* **Data for this task**:
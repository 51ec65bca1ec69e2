use sqlparser::ast::{
    DuplicateTreatment, Expr, Function, FunctionArg, FunctionArgExpr, FunctionArguments, Ident,
};

use crate::model::policy::AggregateId;
use crate::parser::names::normalize_identifier;

/// Identifier parts of a column expression.
///
/// Supports plain identifiers (`name`) and qualified identifiers
/// (`T1.name`), looking through parentheses.
pub fn identifier_parts(expr: &Expr) -> Option<Vec<&Ident>> {
    match expr {
        Expr::Identifier(ident) => Some(vec![ident]),
        Expr::CompoundIdentifier(parts) if !parts.is_empty() => Some(parts.iter().collect()),
        Expr::Nested(inner) => identifier_parts(inner),
        _ => None,
    }
}

/// Lowercased terminal name of a function call (`main.COUNT` -> `count`).
pub fn normalized_function_name(func: &Function) -> String {
    func.name
        .0
        .last()
        .map(|ident| normalize_identifier(&ident.value))
        .unwrap_or_default()
}

/// Extract the expression payload from a SQL function argument.
pub fn function_arg_expr(arg: &FunctionArg) -> Option<&Expr> {
    match arg {
        FunctionArg::Unnamed(FunctionArgExpr::Expr(expr))
        | FunctionArg::Named {
            arg: FunctionArgExpr::Expr(expr),
            ..
        }
        | FunctionArg::ExprNamed {
            arg: FunctionArgExpr::Expr(expr),
            ..
        } => Some(expr),
        _ => None,
    }
}

/// Argument of a recognized aggregate call.
#[derive(Debug, Clone, Copy, PartialEq)]
pub enum AggregateArg<'a> {
    /// `COUNT(*)` / `COUNT(t.*)`
    Wildcard,
    /// Any other single argument.
    Expr(&'a Expr),
}

/// A single-argument call to `MAX`, `MIN`, `COUNT`, `SUM`, or `AVG`.
#[derive(Debug, Clone, Copy, PartialEq)]
pub struct AggregateCall<'a> {
    /// Which aggregate.
    pub agg: AggregateId,
    /// The argument.
    pub arg: AggregateArg<'a>,
    /// `DISTINCT` inside the parentheses.
    pub distinct: bool,
}

/// Recognize an aggregate call, looking through parentheses.
pub fn aggregate_call(expr: &Expr) -> Option<AggregateCall<'_>> {
    match expr {
        Expr::Nested(inner) => aggregate_call(inner),
        Expr::Function(func) => {
            let agg = AggregateId::from_function_name(&normalized_function_name(func))?;
            let FunctionArguments::List(list) = &func.args else {
                return None;
            };
            let [single] = list.args.as_slice() else {
                return None;
            };
            let arg = match single {
                FunctionArg::Unnamed(
                    FunctionArgExpr::Wildcard | FunctionArgExpr::QualifiedWildcard(_),
                ) => AggregateArg::Wildcard,
                other => AggregateArg::Expr(function_arg_expr(other)?),
            };
            Some(AggregateCall {
                agg,
                arg,
                distinct: matches!(list.duplicate_treatment, Some(DuplicateTreatment::Distinct)),
            })
        }
        _ => None,
    }
}
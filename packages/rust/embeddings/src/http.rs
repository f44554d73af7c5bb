//! HTTP client for an external sentence-embedding service.

use std::time::Duration;

use async_trait::async_trait;
use serde::{Deserialize, Serialize};
use tracing::debug;
use url::Url;

use papergraph_shared::{PaperGraphError, Result};

use crate::Embedder;

/// User-Agent string for embedding requests.
const USER_AGENT: &str = concat!("PaperGraph/", env!("CARGO_PKG_VERSION"));

/// Request timeout for one embedding call.
const REQUEST_TIMEOUT_SECS: u64 = 30;

/// Request body sent to the embedding service.
#[derive(Debug, Serialize)]
struct EmbedRequest<'a> {
    model: &'a str,
    input: &'a str,
}

/// Response body expected from the embedding service.
#[derive(Debug, Deserialize)]
struct EmbedResponse {
    embedding: Vec<f32>,
}

/// [`Embedder`] backed by an HTTP embedding service.
///
/// The service contract: POST `{"model": ..., "input": ...}` to the
/// endpoint, receive `{"embedding": [...]}` with exactly `dimension`
/// components. A response of any other dimensionality is rejected — the
/// graph schema's vector index depends on it being fixed.
pub struct HttpEmbedder {
    client: reqwest::Client,
    endpoint: Url,
    model: String,
    dimension: usize,
    bearer_token: Option<String>,
}

impl HttpEmbedder {
    /// Build a client for the given endpoint.
    pub fn new(endpoint: Url, model: impl Into<String>, dimension: usize) -> Result<Self> {
        let client = reqwest::Client::builder()
            .user_agent(USER_AGENT)
            .timeout(Duration::from_secs(REQUEST_TIMEOUT_SECS))
            .build()
            .map_err(|e| PaperGraphError::Embedding(format!("failed to build HTTP client: {e}")))?;

        Ok(Self {
            client,
            endpoint,
            model: model.into(),
            dimension,
            bearer_token: None,
        })
    }

    /// Attach a bearer token to every request.
    pub fn with_bearer_token(mut self, token: impl Into<String>) -> Self {
        self.bearer_token = Some(token.into());
        self
    }
}

#[async_trait]
impl Embedder for HttpEmbedder {
    async fn embed(&self, text: &str) -> Result<Vec<f32>> {
        let request = EmbedRequest {
            model: &self.model,
            input: text,
        };

        let mut builder = self.client.post(self.endpoint.clone()).json(&request);
        if let Some(token) = &self.bearer_token {
            builder = builder.bearer_auth(token);
        }

        let response = builder
            .send()
            .await
            .map_err(|e| PaperGraphError::Embedding(format!("embedding request failed: {e}")))?;

        let status = response.status();
        if !status.is_success() {
            return Err(PaperGraphError::Embedding(format!(
                "embedding service returned HTTP {status}"
            )));
        }

        let body: EmbedResponse = response.json().await.map_err(|e| {
            PaperGraphError::Embedding(format!("invalid embedding response: {e}"))
        })?;

        if body.embedding.len() != self.dimension {
            return Err(PaperGraphError::Embedding(format!(
                "expected {}-dimensional embedding, got {}",
                self.dimension,
                body.embedding.len()
            )));
        }

        debug!(chars = text.len(), dim = self.dimension, "embedded text");
        Ok(body.embedding)
    }

    fn dimension(&self) -> usize {
        self.dimension
    }
}

#[cfg(test)]
mod tests {
    use super::*;
    use wiremock::matchers::{method, path};
    use wiremock::{Mock, MockServer, ResponseTemplate};

    fn embedder_for(server: &MockServer, dimension: usize) -> HttpEmbedder {
        let endpoint = Url::parse(&format!("{}/embed", server.uri())).expect("valid url");
        HttpEmbedder::new(endpoint, "test-model", dimension).expect("build embedder")
    }

    #[tokio::test]
    async fn embeds_via_http() {
        let server = MockServer::start().await;
        Mock::given(method("POST"))
            .and(path("/embed"))
            .respond_with(
                ResponseTemplate::new(200)
                    .set_body_json(serde_json::json!({ "embedding": [0.1, 0.2, 0.3] })),
            )
            .mount(&server)
            .await;

        let embedder = embedder_for(&server, 3);
        let v = embedder.embed("some text").await.expect("embed");
        assert_eq!(v, vec![0.1, 0.2, 0.3]);
    }

    #[tokio::test]
    async fn dimension_mismatch_is_rejected() {
        let server = MockServer::start().await;
        Mock::given(method("POST"))
            .and(path("/embed"))
            .respond_with(
                ResponseTemplate::new(200)
                    .set_body_json(serde_json::json!({ "embedding": [0.1, 0.2] })),
            )
            .mount(&server)
            .await;

        let embedder = embedder_for(&server, 3);
        let err = embedder.embed("some text").await.unwrap_err();
        assert!(err.to_string().contains("3-dimensional"));
    }

    #[tokio::test]
    async fn server_error_is_embedding_failure() {
        let server = MockServer::start().await;
        Mock::given(method("POST"))
            .and(path("/embed"))
            .respond_with(ResponseTemplate::new(500))
            .mount(&server)
            .await;

        let embedder = embedder_for(&server, 3);
        let err = embedder.embed("some text").await.unwrap_err();
        assert!(err.to_string().contains("HTTP 500"));
    }

    #[tokio::test]
    async fn malformed_body_is_embedding_failure() {
        let server = MockServer::start().await;
        Mock::given(method("POST"))
            .and(path("/embed"))
            .respond_with(ResponseTemplate::new(200).set_body_string("not json"))
            .mount(&server)
            .await;

        let embedder = embedder_for(&server, 3);
        let err = embedder.embed("some text").await.unwrap_err();
        assert!(err.to_string().contains("invalid embedding response"));
    }
}
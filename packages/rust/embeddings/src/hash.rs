//! Deterministic feature-hashing embedder.
//!
//! Not a learned model: each lowercase alphanumeric token is hashed into a
//! signed bucket and the result is L2-normalized. Texts sharing vocabulary
//! land near each other, which is all the tests and offline runs need.

use async_trait::async_trait;
use sha2::{Digest, Sha256};

use papergraph_shared::Result;

use crate::Embedder;

/// In-process embedder: a pure function of the text and the dimension.
#[derive(Debug, Clone)]
pub struct HashEmbedder {
    dimension: usize,
}

impl HashEmbedder {
    pub fn new(dimension: usize) -> Self {
        Self { dimension }
    }

    fn embed_sync(&self, text: &str) -> Vec<f32> {
        let mut vector = vec![0.0f32; self.dimension];

        let lowered = text.to_lowercase();
        for token in lowered
            .split(|c: char| !c.is_alphanumeric())
            .filter(|t| !t.is_empty())
        {
            let digest = Sha256::digest(token.as_bytes());
            let bucket = u64::from_le_bytes(
                digest[..8].try_into().expect("sha256 digest has 32 bytes"),
            ) as usize
                % self.dimension;
            let sign = if digest[8] & 1 == 0 { 1.0 } else { -1.0 };
            vector[bucket] += sign;
        }

        let norm = vector.iter().map(|x| x * x).sum::<f32>().sqrt();
        if norm > 0.0 {
            for x in &mut vector {
                *x /= norm;
            }
        }
        vector
    }
}

#[async_trait]
impl Embedder for HashEmbedder {
    async fn embed(&self, text: &str) -> Result<Vec<f32>> {
        Ok(self.embed_sync(text))
    }

    fn dimension(&self) -> usize {
        self.dimension
    }
}
//! Shared types, errors, and configuration for PaperGraph.
//!
//! Every other crate in the workspace depends on this one; it carries no
//! domain logic of its own.

pub mod config;
pub mod error;
pub mod types;

pub use config::{
    AppConfig, DefaultsConfig, EmbeddingConfig, ThresholdsConfig, config_dir, config_file_path,
    init_config, load_config, load_config_from, resolve_path, validate_config,
};
pub use error::{PaperGraphError, Result};
pub use types::{
    Anchor, NeighborEdge, PaperId, PaperNode, RelationEdge, RelationLabel, RetrievalContext,
    Thresholds,
};
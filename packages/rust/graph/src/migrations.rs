//! SQL migration definitions for the local paper-graph database.
//!
//! Migrations are applied in order on database open. Each migration has a
//! version number and a set of SQL statements executed as one batch.

/// A database migration with a version and SQL statements.
pub(crate) struct Migration {
    pub version: u32,
    pub description: &'static str,
    pub sql: &'static str,
}

/// All migrations, in ascending version order.
pub(crate) fn all_migrations() -> Vec<Migration> {
    vec![Migration {
        version: 1,
        description: "Initial schema: papers, relations",
        sql: r#"
-- Schema version tracking
CREATE TABLE IF NOT EXISTS schema_migrations (
    version    INTEGER PRIMARY KEY,
    applied_at TEXT NOT NULL DEFAULT (datetime('now'))
);

-- Paper nodes. Embeddings are JSON arrays of a fixed dimensionality
-- enforced at the store layer.
CREATE TABLE IF NOT EXISTS papers (
    id                TEXT PRIMARY KEY,
    title             TEXT NOT NULL,
    year              INTEGER NOT NULL,
    venue             TEXT NOT NULL,
    paper_type        TEXT NOT NULL,
    problem_statement TEXT NOT NULL,
    core_method       TEXT NOT NULL,
    key_findings      TEXT NOT NULL,
    embedding_problem TEXT NOT NULL,
    embedding_method  TEXT NOT NULL,
    updated_at        TEXT NOT NULL
);

-- Semantic relation edges. One edge per (source, target, provenance);
-- the label is free text so the taxonomy can grow without a migration.
CREATE TABLE IF NOT EXISTS relations (
    id         INTEGER PRIMARY KEY AUTOINCREMENT,
    source_id  TEXT NOT NULL REFERENCES papers(id),
    target_id  TEXT NOT NULL REFERENCES papers(id),
    label      TEXT NOT NULL,
    confidence REAL NOT NULL,
    reasoning  TEXT NOT NULL,
    provenance TEXT NOT NULL,
    created_at TEXT NOT NULL,
    UNIQUE(source_id, target_id, provenance)
);

CREATE INDEX IF NOT EXISTS idx_relations_source ON relations(source_id);
CREATE INDEX IF NOT EXISTS idx_relations_target ON relations(target_id);

INSERT INTO schema_migrations (version) VALUES (1);
"#,
    }]
}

* **What to work on**: Once you find the line with "pub fn normalized_function_name(func: &Function)" above, print it and every line after it up to and including the line with "let arg = match", exactly as written and nothing else.

* **Result for this task**:
pub fn normalized_function_name(func: &Function) -> String {
    func.name
        .0
        .last()
        .map(|ident| normalize_identifier(&ident.value))
        .unwrap_or_default()
}

/// Extract the expression payload from a SQL function argument.
pub fn function_arg_expr(arg: &FunctionArg) -> Option<&Expr> {
    match arg {
        FunctionArg::Unnamed(FunctionArgExpr::Expr(expr))
        | FunctionArg::Named {
            arg: FunctionArgExpr::Expr(expr),
            ..
        }
        | FunctionArg::ExprNamed {
            arg: FunctionArgExpr::Expr(expr),
            ..
        } => Some(expr),
        _ => None,
    }
}

/// Argument of a recognized aggregate call.
#[derive(Debug, Clone, Copy, PartialEq)]
pub enum AggregateArg<'a> {
    /// `COUNT(*)` / `COUNT(t.*)`
    Wildcard,
    /// Any other single argument.
    Expr(&'a Expr),
}

/// A single-argument call to `MAX`, `MIN`, `COUNT`, `SUM`, or `AVG`.
#[derive(Debug, Clone, Copy, PartialEq)]
pub struct AggregateCall<'a> {
    /// Which aggregate.
    pub agg: AggregateId,
    /// The argument.
    pub arg: AggregateArg<'a>,
    /// `DISTINCT` inside the parentheses.
    pub distinct: bool,
}

/// Recognize an aggregate call, looking through parentheses.
pub fn aggregate_call(expr: &Expr) -> Option<AggregateCall<'_>> {
    match expr {
        Expr::Nested(inner) => aggregate_call(inner),
        Expr::Function(func) => {
            let agg = AggregateId::from_function_name(&normalized_function_name(func))?;
            let FunctionArguments::List(list) = &func.args else {
                return None;
            };
            let [single] = list.args.as_slice() else {
                return None;
            };
            let arg = match single {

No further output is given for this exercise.